Asked about her hopes on the difference that will be made now that parties have taken up their ministerial roles, Ms Ewart said: “We really are delighted we have the Assembly back up and running, that democracy has been re-established. Social work has had a particularly bad time in Northern Ireland without political leadership, pressures have grown across every aspect of service delivery, particularly in children’s services which have seen vacancy levels rise exponentially.
“We know that vacancy levels across Northern Ireland are sitting at 8.6% but in Children’s services those levels vary been 26% and 86%. This is a really shocking statistic that we shouldn’t be accepting.”
When pressed on how confident she was that real change can happen given the scale of the problems she had identified, Ms Ewart said: “Real change can happen if there is good political leadership, and a desire to see change. Minister Swann, as he is today, was our previous Health Minister when we last had an Executive. He launched the Independent Review of Children’s Social Care and that was a really important step looking at how we ended up in the crisis we currently have.
“Minister Swann knows the history and the issues, so we are hopeful that when he is back in position he is ready to take that research on and see it come to life.”
In light of the pressures facing every Northern Ireland Executive department, Ms Ewart was asked if there is a risk social work could lose out.

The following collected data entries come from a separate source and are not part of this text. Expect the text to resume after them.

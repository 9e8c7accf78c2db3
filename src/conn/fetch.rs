//! Lazily fetched request aspects

use crate::{
    errors::{ConnError, ConnResult, UnfetchedError},
    http::{cookies, multipart, params::{self, Params}, wire::WireError},
    Conn, HeaderMap,
};
use bytes::Bytes;
use std::{collections::BTreeMap, fmt, sync::Arc};

/// A part of the request that is computed on demand.
///
/// Fetching an aspect stores its result in the connection; fetching it
/// again returns the connection unchanged.
#[derive(Debug, Clone, Copy, PartialEq, Eq, Hash)]
#[repr(u8)]
pub enum Aspect {
    /// Request headers, see [`Conn::req_headers`].
    Headers = 1 << 0,
    /// Query and body params, see [`Conn::params`].
    Params = 1 << 1,
    /// Request cookies, see [`Conn::req_cookies`].
    Cookies = 1 << 2,
    /// The request body, see [`Conn::req_body`].
    Body = 1 << 3,
    /// Session data, see [`Conn::session`].
    Session = 1 << 4,
}

impl Aspect {
    pub const ALL: [Aspect; 5] = [
        Aspect::Headers,
        Aspect::Params,
        Aspect::Cookies,
        Aspect::Body,
        Aspect::Session,
    ];

    #[inline]
    pub const fn name(self) -> &'static str {
        match self {
            Aspect::Headers => "headers",
            Aspect::Params => "params",
            Aspect::Cookies => "cookies",
            Aspect::Body => "body",
            Aspect::Session => "session",
        }
    }
}

/// Set of fetched aspects.
#[derive(Clone, Copy, PartialEq, Eq, Default)]
pub(crate) struct Fetched(u8);

impl Fetched {
    #[inline(always)]
    pub(crate) const fn contains(self, aspect: Aspect) -> bool {
        self.0 & aspect as u8 != 0
    }

    #[inline(always)]
    pub(crate) fn insert(&mut self, aspect: Aspect) {
        self.0 |= aspect as u8;
    }
}

impl fmt::Debug for Fetched {
    fn fmt(&self, f: &mut fmt::Formatter<'_>) -> fmt::Result {
        f.debug_set()
            .entries(Aspect::ALL.iter().filter(|a| self.contains(**a)).map(|a| a.name()))
            .finish()
    }
}

impl Conn {
    /// Computes `aspect` and caches it in the returned connection.
    ///
    /// # Errors
    /// - too many raw headers when fetching [`Aspect::Headers`]
    /// - params over the [limits](crate::limits::FetchLimits) or a malformed
    ///   multipart body when fetching [`Aspect::Params`]
    /// - a body over [`FetchLimits::body_size`](crate::limits::FetchLimits::body_size)
    ///   or a transport failure when reading it
    /// - [`ConnError::SessionNotConfigured`] when fetching
    ///   [`Aspect::Session`] without a [`SessionFilter`](crate::SessionFilter)
    ///
    /// # Examples
    /// ```
    /// use maker_conn::{test::TestRequest, Aspect};
    ///
    /// let conn = TestRequest::get("/")
    ///     .header("Accept", "text/html")
    ///     .header("accept", "application/json")
    ///     .into_conn()
    ///     .fetch(Aspect::Headers)
    ///     .unwrap();
    ///
    /// let headers = conn.req_headers().unwrap();
    /// assert_eq!(headers.get("accept"), Some("text/html, application/json"));
    /// assert_eq!(headers.get("host"), Some("www.example.com:80"));
    /// ```
    pub fn fetch(self, aspect: Aspect) -> ConnResult {
        if self.fetched.contains(aspect) {
            return Ok(self);
        }

        let mut conn = match aspect {
            Aspect::Headers => self.fetch_headers()?,
            Aspect::Params => self.fetch_params()?,
            Aspect::Cookies => self.fetch_cookies(),
            Aspect::Body => self.fetch_body()?,
            Aspect::Session => self.fetch_session()?,
        };
        conn.fetched.insert(aspect);
        Ok(conn)
    }

    /// Whether `aspect` was already fetched.
    #[inline(always)]
    pub fn fetched(&self, aspect: Aspect) -> bool {
        self.fetched.contains(aspect)
    }

    #[inline(always)]
    pub(crate) fn require(&self, aspect: Aspect) -> Result<(), UnfetchedError> {
        match self.fetched.contains(aspect) {
            true => Ok(()),
            false => Err(UnfetchedError::new(aspect)),
        }
    }

    /// Request headers: names downcased, repeated headers merged.
    #[inline]
    pub fn req_headers(&self) -> Result<&HeaderMap, UnfetchedError> {
        self.require(Aspect::Headers)?;
        Ok(&self.req_headers)
    }

    /// Query string params merged with form body params.
    #[inline]
    pub fn params(&self) -> Result<&Params, UnfetchedError> {
        self.require(Aspect::Params)?;
        Ok(&self.params)
    }

    #[inline]
    pub fn req_cookies(&self) -> Result<&BTreeMap<String, String>, UnfetchedError> {
        self.require(Aspect::Cookies)?;
        Ok(&self.req_cookies)
    }

    #[inline]
    pub fn req_body(&self) -> Result<&Bytes, UnfetchedError> {
        self.require(Aspect::Body)?;
        Ok(&self.req_body)
    }

    /// Host name from the `host` header, without the port.
    pub fn host(&self) -> Result<&str, UnfetchedError> {
        let host = self.req_headers()?.get("host").unwrap_or("");
        Ok(match host.rsplit_once(':') {
            Some((name, port)) if port.bytes().all(|b| b.is_ascii_digit()) => name,
            _ => host,
        })
    }

    /// First raw header named `name`, whether or not headers were fetched.
    pub(crate) fn raw_header(&self, name: &str) -> Option<&str> {
        self.adapter
            .raw_headers()
            .iter()
            .find(|(k, _)| k.eq_ignore_ascii_case(name))
            .map(|(_, v)| v.as_str())
    }

    fn fetch_headers(mut self) -> ConnResult {
        let raw = self.adapter.raw_headers();
        if raw.len() > self.limits.header_count {
            return Err(WireError::TooManyHeaders(self.limits.header_count).into());
        }

        let mut headers = HeaderMap::new();
        for (name, value) in raw {
            let separator = match name.eq_ignore_ascii_case("cookie") {
                true => "; ",
                false => ", ",
            };
            headers.merge(name, value, separator);
        }

        if !headers.contains("host") {
            let (host, port) = self.adapter.local_addr();
            headers.insert("host", format!("{host}:{port}"));
        }

        self.req_headers = Arc::new(headers);
        Ok(self)
    }

    fn fetch_params(self) -> ConnResult {
        let mut params = Params::new();
        params::parse_urlencoded(&mut params, self.query_string.as_bytes(), &self.limits)?;

        let content_type = self.raw_header("content-type").map(str::to_owned);
        let mime = content_type
            .as_deref()
            .and_then(|ct| ct.split(';').next())
            .map(str::trim)
            .unwrap_or("");

        let mut conn = self;
        let mut body_params = Params::new();
        if mime.eq_ignore_ascii_case("application/x-www-form-urlencoded") {
            conn = conn.fetch(Aspect::Body)?;
            params::parse_urlencoded(&mut body_params, &conn.req_body, &conn.limits)?;
        } else if mime.eq_ignore_ascii_case("multipart/form-data") {
            let boundary = content_type
                .as_deref()
                .and_then(multipart::boundary)
                .ok_or_else(|| ConnError::MalformedBody("multipart: missing boundary".into()))?;

            conn = conn.fetch(Aspect::Body)?;
            multipart::parse_multipart(&mut body_params, &conn.req_body, boundary, &conn.limits)?;
        }

        params.extend(body_params);
        conn.params = Arc::new(params);
        Ok(conn)
    }

    fn fetch_cookies(mut self) -> Self {
        let mut jar = BTreeMap::new();
        self.adapter
            .raw_headers()
            .iter()
            .filter(|(name, _)| name.eq_ignore_ascii_case("cookie"))
            .for_each(|(_, value)| cookies::parse_cookie_header(value, &mut jar));

        self.req_cookies = Arc::new(jar);
        self
    }

    fn fetch_body(mut self) -> ConnResult {
        self.req_body = self.adapter.read_body(self.limits.body_size)?;
        Ok(self)
    }
}
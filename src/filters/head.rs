use crate::{
    errors::ConnResult,
    filters::filter::{Capabilities, Filter, Next},
    Conn,
};
use bytes::Bytes;

/// Serves `HEAD` requests with the `GET` handlers.
///
/// The rest of the chain sees a `GET`. Right before the response goes out
/// its body is dropped, so handlers do not need to care about `HEAD`.
///
/// # Examples
/// ```
/// use maker_conn::{filters::Head, test, App, FilterRegistry};
///
/// let app = App::builder("site")
///     .filter("head")
///     .endpoint(|conn: maker_conn::Conn| match conn.method() {
///         "GET" => conn.send(200_u16, "<h1>Hello</h1>"),
///         _ => conn.send(405_u16, ""),
///     })
///     .build(&FilterRegistry::with_defaults())
///     .unwrap();
///
/// let conn = app.service(test::req("HEAD", "/", "")).unwrap();
/// let sent = test::sent(&conn).unwrap();
/// assert_eq!((sent.status, sent.body.len()), (200, 0));
/// ```
#[derive(Debug, Clone, Copy, Default)]
pub struct Head;

impl Filter for Head {
    fn capabilities(&self) -> Capabilities {
        Capabilities::SERVICE
    }

    fn service(&self, conn: Conn, next: &Next<'_>) -> ConnResult {
        if conn.method() != "HEAD" {
            return next(conn);
        }

        next(conn.put_method("GET").before_send(drop_body))
    }
}

fn drop_body(conn: Conn) -> ConnResult {
    match conn.resp_body().is_empty() {
        true => Ok(conn),
        false => conn.put_resp_body(Bytes::new()),
    }
}

#[cfg(test)]
mod head_tests {
    use super::*;
    use crate::{test, State};

    fn endpoint(conn: Conn) -> ConnResult {
        assert_eq!(conn.method(), "GET");
        conn.set_resp_header("x-method", "seen").send(200_u16, "full body")
    }

    #[test]
    fn head_runs_as_get_without_body() {
        let conn = Head.service(test::req("HEAD", "/", ""), &endpoint).unwrap();

        assert_eq!(conn.state(), State::Sent);
        assert_eq!(conn.original_method(), "HEAD");

        let sent = test::sent(&conn).unwrap();
        assert_eq!(sent.status, 200);
        assert_eq!(sent.header("x-method"), Some("seen"));
        assert!(sent.body.is_empty());
    }

    #[test]
    fn other_methods_pass_through() {
        let conn = Head.service(test::req("GET", "/", ""), &endpoint).unwrap();
        assert_eq!(test::sent(&conn).unwrap().body, "full body");
    }
}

She replied explaining: “The challenge in Northern Ireland is we tend to always talk about health, we tend to focus on hospitals and sometimes social work and social care lose out in that space. But I think the opportunities that come from the children’s services review offer us a chance to focus on children’s needs as a totality and the recommendation that is in the report around an Arm’s Length Body could be really exciting for Northern Ireland.”